Procter & Gamble optimistic

During the corona crisis, the US consumer goods group is profiting from the high demand for paper towels and cleaning agents. The Board of Management has, therefore raised its sales and profit forecast for financial year 2020/21. It now expects sales growth of 3 to 4 per cent instead of 1 to 3 per cent. Earnings per share are expected to increase by 5 to 8 per cent instead of 3 to 7 per cent. In the first quarter just ended (as of September 30), the company recorded an increase in sales to 19.32 billion dollars. 

Lufthansa: billion-euro loss in the summer as well 

In the typically lucrative summer season, Lufthansa has suffered a further billion-euro loss.

The Corona pandemic meant that numerous flights continued to be cancelled, while the company also had to refund 2.0 billion euros to customers for trips previously cancelled.
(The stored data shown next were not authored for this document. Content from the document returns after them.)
//! Field units: per-field controllers bridging a host and the aggregate.
//!
//! A [`FieldUnit`] is mounted from a [`FieldConfig`] and an explicit handle
//! to the form's [`FormCapabilities`]. It keeps no copy of its state; every
//! read goes back to the aggregate, so a unit whose field is not registered
//! simply renders nothing.

use std::fmt;
use std::sync::Arc;

use indexmap::IndexMap;

use formsync_core::{FormError, FormResult};

use crate::aggregate::{FieldUpdate, FormCapabilities};
use crate::event::{FieldTrigger, InputType, RawEvent};
use crate::field_state::{FieldProps, FieldState, FieldStatePatch, InitialFieldState};
use crate::form_state::FormState;
use crate::normalize::{normalize_incoming, normalize_initial_for, Formatter, InitialValue};
use crate::render::{CustomProps, CustomRenderer, Markup, RenderFn, Renderer};

/// The per-field change hook: `(field_state, form_state, trigger)`.
pub type FieldHook = Arc<dyn Fn(&FieldState, &FormState, &FieldTrigger) + Send + Sync>;

/// The `component` option: a built-in kind name or a custom renderer.
#[derive(Clone)]
pub enum Component {
    /// `"input"`, `"select"` or `"textarea"`.
    Kind(String),
    /// A user-supplied renderer.
    Custom(Arc<dyn CustomRenderer>),
}

impl fmt::Debug for Component {
    fn fmt(&self, f: &mut fmt::Formatter<'_>) -> fmt::Result {
        match self {
            Self::Kind(kind) => f.debug_tuple("Kind").field(kind).finish(),
            Self::Custom(_) => f.write_str("Custom(..)"),
        }
    }
}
However, liquidity is still assured, the state-supported group confirmed in a mandatory announcement to the stock exchange in Frankfurt on Tuesday.

According to provisional figures, the adjusted loss before interest and taxes in the third quarter amounted to EUR 1.26 billion – compared with EUR 1.7 billion in the spring quarter. This means that the operating loss for the year as a whole has already reached almost EUR 4.2 billion. At the end of September last year, Lufthansa had posted a gross profit of 1.72 billion euros. Within the space of a year, net debt increased by more than 2.2 billion euros to 8.93 billion euros. The stock market initially reacted with Lufthansa shares rising. After a plunge to 7.95 euros, they rose by 2.88 per cent to 8.22 euros.